***** Material for this task
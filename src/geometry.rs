use crate::types::{BoxItem, Item, Rotation};

impl Rotation {
    /// Extents of `item` along the box's (width, height, depth) axes.
    pub fn dimensions<I: Item + ?Sized>(self, item: &I) -> [u32; 3] {
        let (w, h, d) = (item.width(), item.height(), item.depth());
        match self {
            Rotation::Whd => [w, h, d],
            Rotation::Hwd => [h, w, d],
            Rotation::Hdw => [h, d, w],
            Rotation::Dhw => [d, h, w],
            Rotation::Dwh => [d, w, h],
            Rotation::Wdh => [w, d, h],
        }
    }
}

//     +-----------------+
//    /|                /|
//   / |               / |
//  +-----------------+  |
//  |  |              |  |
//  |  H              |  |
//  |  |              |  |
//  |  O-----W--------|--+
//  | D               | /
//  |/                |/
//  +-----------------+
//
/// True when the two placed items intersect with positive volume. Items that
/// only share a face, edge or corner do not overlap.
pub fn overlaps<I: Item>(a: &BoxItem<'_, I>, b: &BoxItem<'_, I>) -> bool {
    let (da, db) = (a.dimensions(), b.dimensions());
    let (pa, pb) = (a.position, b.position);
    rects_intersect([pa[0], pa[1]], [pb[0], pb[1]], [da[0], da[1]], [db[0], db[1]])
        && rects_intersect([pa[1], pa[2]], [pb[1], pb[2]], [da[1], da[2]], [db[1], db[2]])
        && rects_intersect([pa[0], pa[2]], [pb[0], pb[2]], [da[0], da[2]], [db[0], db[2]])
}

/// Whether two rectangles, given by origin corner and size, overlap in the
/// plane.
fn rects_intersect(o1: [u32; 2], o2: [u32; 2], s1: [u32; 2], s2: [u32; 2]) -> bool {
    spans_overlap(o1[0], s1[0], o2[0], s2[0]) && spans_overlap(o1[1], s1[1], o2[1], s2[1])
}

// Compares center distance against summed half-lengths, both doubled so
// odd lengths stay exact.
fn spans_overlap(start1: u32, len1: u32, start2: u32, len2: u32) -> bool {
    let center1 = 2 * start1 as u64 + len1 as u64;
    let center2 = 2 * start2 as u64 + len2 as u64;
    center1.abs_diff(center2) < len1 as u64 + len2 as u64
}
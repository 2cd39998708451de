use axum::{
    Json, Router,
    http::StatusCode,
    routing::{get, post},
};
use box_packer::catalog::CATALOG;
use box_packer::types::{BoxTemplate, PackedBox, deserialize_u32_from_number};
use box_packer::{PackError, Parcel, pack};
use serde::{Deserialize, Serialize};
use tower_http::trace::{DefaultMakeSpan, DefaultOnResponse, TraceLayer};
use tracing::Level;

#[derive(Deserialize, Serialize)]
struct PackRequest {
    items: Vec<ItemRequest>,
}

#[derive(Deserialize, Serialize)]
struct ItemRequest {
    #[serde(flatten)]
    parcel: Parcel,
    #[serde(default = "default_qty", deserialize_with = "deserialize_u32_from_number")]
    qty: u32,
}

fn default_qty() -> u32 {
    1
}

#[derive(Serialize)]
struct PackResponse<'a> {
    boxes: Vec<PackedBox<'a, Parcel>>,
    box_count: usize,
}

fn validate(req: PackRequest) -> Result<Vec<Parcel>, String> {
    let mut parcels = Vec::new();
    for item in req.items {
        let p = &item.parcel;
        if p.width == 0 || p.height == 0 || p.depth == 0 {
            return Err(format!("item {} has a zero dimension", p));
        }
        if item.qty == 0 {
            return Err(format!("item {} has zero quantity", p));
        }
        parcels.extend(std::iter::repeat_n(item.parcel, item.qty as usize));
    }
    Ok(parcels)
}

fn pack_response(parcels: &[Parcel]) -> Result<serde_json::Value, (StatusCode, String)> {
    let boxes = pack(parcels).map_err(|e| match e {
        PackError::ItemTooBig { .. } => (StatusCode::UNPROCESSABLE_ENTITY, e.to_string()),
    })?;
    let response = PackResponse {
        box_count: boxes.len(),
        boxes,
    };
    serde_json::to_value(&response).map_err(|e| (StatusCode::INTERNAL_SERVER_ERROR, e.to_string()))
}

async fn pack_items(
    Json(req): Json<PackRequest>,
) -> Result<Json<serde_json::Value>, (StatusCode, String)> {
    tracing::info!(
        body = serde_json::to_string(&req).unwrap_or_default(),
        "POST /pack"
    );

    let parcels = validate(req).map_err(|e| (StatusCode::BAD_REQUEST, e))?;
    let response = pack_response(&parcels).inspect_err(|(status, msg)| {
        tracing::warn!(status = status.as_u16(), error = %msg, "pack failed");
    })?;

    Ok(Json(response))
}

async fn catalog() -> Json<&'static [BoxTemplate]> {
    Json(CATALOG.as_slice())
}

#[tokio::main]
async fn main() {
    let _sentry = std::env::var("SENTRY_DSN").ok().map(|dsn| {
        sentry::init((
            dsn,
            sentry::ClientOptions {
                release: sentry::release_name!(),
                ..Default::default()
            },
        ))
    });

    let log_file = std::fs::OpenOptions::new()
        .create(true)
        .append(true)
        .open("development.log")
        .expect("failed to open development.log");

    tracing_subscriber::fmt()
        .with_writer(log_file)
        .with_target(false)
        .with_ansi(false)
        .with_max_level(Level::INFO)
        .init();

    let port = std::env::var("PORT").unwrap_or_else(|_| "3001".to_string());
    let addr = format!("0.0.0.0:{port}");

    let app = Router::new()
        .route("/up", get(|| async { "ok" }))
        .route("/catalog", get(catalog))
        .route("/pack", post(pack_items))
        .layer(
            TraceLayer::new_for_http()
                .make_span_with(DefaultMakeSpan::new().level(Level::INFO))
                .on_response(DefaultOnResponse::new().level(Level::INFO)),
        );

    let listener = tokio::net::TcpListener::bind(&addr).await.unwrap();
    eprintln!("Listening on {addr}");
    axum::serve(listener, app).await.unwrap();
}
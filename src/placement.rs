use crate::geometry::overlaps;
use crate::types::{BoxItem, Item, PackedBox, Rotation};

impl<'a, I: Item> PackedBox<'a, I> {
    /// Seats `item` with its corner at `anchor`, trying rotations in order.
    /// A rotation that pokes out of the box is skipped. A rotation that fits
    /// the box but hits an already placed item ends the attempt at this
    /// anchor: later rotations are not tried.
    pub fn place(&mut self, item: &'a I, anchor: [u32; 3]) -> bool {
        for rotation in Rotation::ALL {
            let extents = rotation.dimensions(item);
            if !self.contains(anchor, extents) {
                continue;
            }

            let candidate = BoxItem {
                item,
                position: anchor,
                rotation,
            };
            if self.items.iter().any(|placed| overlaps(placed, &candidate)) {
                return false;
            }

            self.items.push(candidate);
            return true;
        }
        false
    }

    /// First-fit search over the corners next to already placed items:
    /// along width past every item, then along height, then along depth.
    pub fn place_next_to_items(&mut self, item: &'a I) -> bool {
        for axis in 0..3 {
            for idx in 0..self.items.len() {
                let anchor = self.items[idx].anchor_along(axis);
                if self.place(item, anchor) {
                    return true;
                }
            }
        }
        false
    }

    fn contains(&self, anchor: [u32; 3], extents: [u32; 3]) -> bool {
        let inner = self.template.dimensions();
        (0..3).all(|i| anchor[i] as u64 + extents[i] as u64 <= inner[i] as u64)
    }
}
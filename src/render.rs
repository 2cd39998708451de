use crate::types::{Item, PackedBox};

const MAX_WIDTH: f64 = 80.0;
const MAX_HEIGHT: f64 = 40.0;

/// Top view of a packed box: the width runs left to right, the height top to
/// bottom. Items stacked in depth are drawn over each other.
pub fn render_box<I: Item>(bx: &PackedBox<'_, I>) -> String {
    let [box_w, box_h, _] = bx.template.dimensions();
    let scale = f64::min(MAX_WIDTH / box_w as f64, MAX_HEIGHT / box_h as f64);
    let grid_w = (box_w as f64 * scale).round() as usize;
    let grid_h = (box_h as f64 * scale).round() as usize;

    if grid_w == 0 || grid_h == 0 {
        return String::new();
    }

    let mut grid = vec![vec![' '; grid_w + 1]; grid_h + 1];

    draw_rect(&mut grid, 0, 0, grid_w, grid_h);

    for bi in &bx.items {
        let [w, h, _] = bi.dimensions();
        let sx = (bi.position[0] as f64 * scale).round() as usize;
        let sy = (bi.position[1] as f64 * scale).round() as usize;
        let sw = (w as f64 * scale).round() as usize;
        let sh = (h as f64 * scale).round() as usize;

        if sw == 0 || sh == 0 {
            continue;
        }

        draw_rect(&mut grid, sx, sy, sw, sh);

        let label = format!("{}x{}", w, h);
        let label_chars: Vec<char> = label.chars().collect();

        if sw > 2 && sh > 0 {
            let cx = sx + sw / 2;
            let cy = sy + sh / 2;
            let half = label_chars.len() / 2;
            let start_x = cx.saturating_sub(half);

            for (i, &ch) in label_chars.iter().enumerate() {
                let x = start_x + i;
                if x > sx && x < sx + sw && cy > sy && cy < sy + sh {
                    grid[cy][x] = ch;
                }
            }
        }
    }

    let mut result = String::new();
    for row in &grid {
        let line: String = row.iter().collect();
        result.push_str(line.trim_end());
        result.push('\n');
    }
    result
}

fn draw_rect(grid: &mut [Vec<char>], x: usize, y: usize, w: usize, h: usize) {
    for i in x..=x + w {
        draw_edge(grid, i, y, '-');
        draw_edge(grid, i, y + h, '-');
    }
    for j in y..=y + h {
        draw_edge(grid, x, j, '|');
        draw_edge(grid, x + w, j, '|');
    }
    for (cx, cy) in [(x, y), (x + w, y), (x, y + h), (x + w, y + h)] {
        if let Some(cell) = grid.get_mut(cy).and_then(|row| row.get_mut(cx)) {
            *cell = '+';
        }
    }
}

/// Crossing edges become corners.
fn draw_edge(grid: &mut [Vec<char>], x: usize, y: usize, edge: char) {
    let Some(cell) = grid.get_mut(y).and_then(|row| row.get_mut(x)) else {
        return;
    };
    *cell = match (*cell, edge) {
        ('+', _) | ('|', '-') | ('-', '|') => '+',
        _ => edge,
    };
}
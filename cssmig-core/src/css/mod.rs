//! Stylesheet extraction.
//!
//! Turns stylesheet text into a partial [`DeclarationModel`](crate::model::DeclarationModel).
//!
//! # Architecture
//!
//! ```text
//! ┌─────────────────────┐     ┌─────────────────────┐
//! │     parser.rs       │     │    extract.rs       │
//! │  ─────────────────  │     │  ─────────────────  │
//! │  Text → StyleRules  │ ──▶ │  Selector classes → │
//! │  (at-rules skipped) │     │  model entries      │
//! └─────────────────────┘     └─────────────────────┘
//! ```
//!
//! The parser is deliberately shallow: it keeps declaration values exactly as
//! written (edges trimmed) so that duplicate detection compares raw strings.

pub mod extract;
pub mod parser;

pub use extract::{class_tokens, extract_stylesheet};
pub use parser::{parse_stylesheet, StyleRule, Stylesheet};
**********
#### [Task description]
Only the lines from the one that contains "let line: String" to the end of the entries above should be given again, exactly and in full.

#### [Answer for the task]
        let line: String = row.iter().collect();
        result.push_str(line.trim_end());
        result.push('\n');
    }
    result
}

fn draw_rect(grid: &mut [Vec<char>], x: usize, y: usize, w: usize, h: usize) {
    for i in x..=x + w {
        draw_edge(grid, i, y, '-');
        draw_edge(grid, i, y + h, '-');
    }
    for j in y..=y + h {
        draw_edge(grid, x, j, '|');
        draw_edge(grid, x + w, j, '|');
    }
    for (cx, cy) in [(x, y), (x + w, y), (x, y + h), (x + w, y + h)] {
        if let Some(cell) = grid.get_mut(cy).and_then(|row| row.get_mut(cx)) {
            *cell = '+';
        }
    }
}

/// Crossing edges become corners.
fn draw_edge(grid: &mut [Vec<char>], x: usize, y: usize, edge: char) {
    let Some(cell) = grid.get_mut(y).and_then(|row| row.get_mut(x)) else {
        return;
    };
    *cell = match (*cell, edge) {
        ('+', _) | ('|', '-') | ('-', '|') => '+',
        _ => edge,
    };
}
filename cssmig-core/src/css/mod.rs
//! Stylesheet extraction.
//!
//! Turns stylesheet text into a partial [`DeclarationModel`](crate::model::DeclarationModel).
//!
//! # Architecture
//!
//! ```text
//! ┌─────────────────────┐     ┌─────────────────────┐
//! │     parser.rs       │     │    extract.rs       │
//! │  ─────────────────  │     │  ─────────────────  │
//! │  Text → StyleRules  │ ──▶ │  Selector classes → │
//! │  (at-rules skipped) │     │  model entries      │
//! └─────────────────────┘     └─────────────────────┘
//! ```
//!
//! The parser is deliberately shallow: it keeps declaration values exactly as
//! written (edges trimmed) so that duplicate detection compares raw strings.

pub mod extract;
pub mod parser;

pub use extract::{class_tokens, extract_stylesheet};
pub use parser::{parse_stylesheet, StyleRule, Stylesheet};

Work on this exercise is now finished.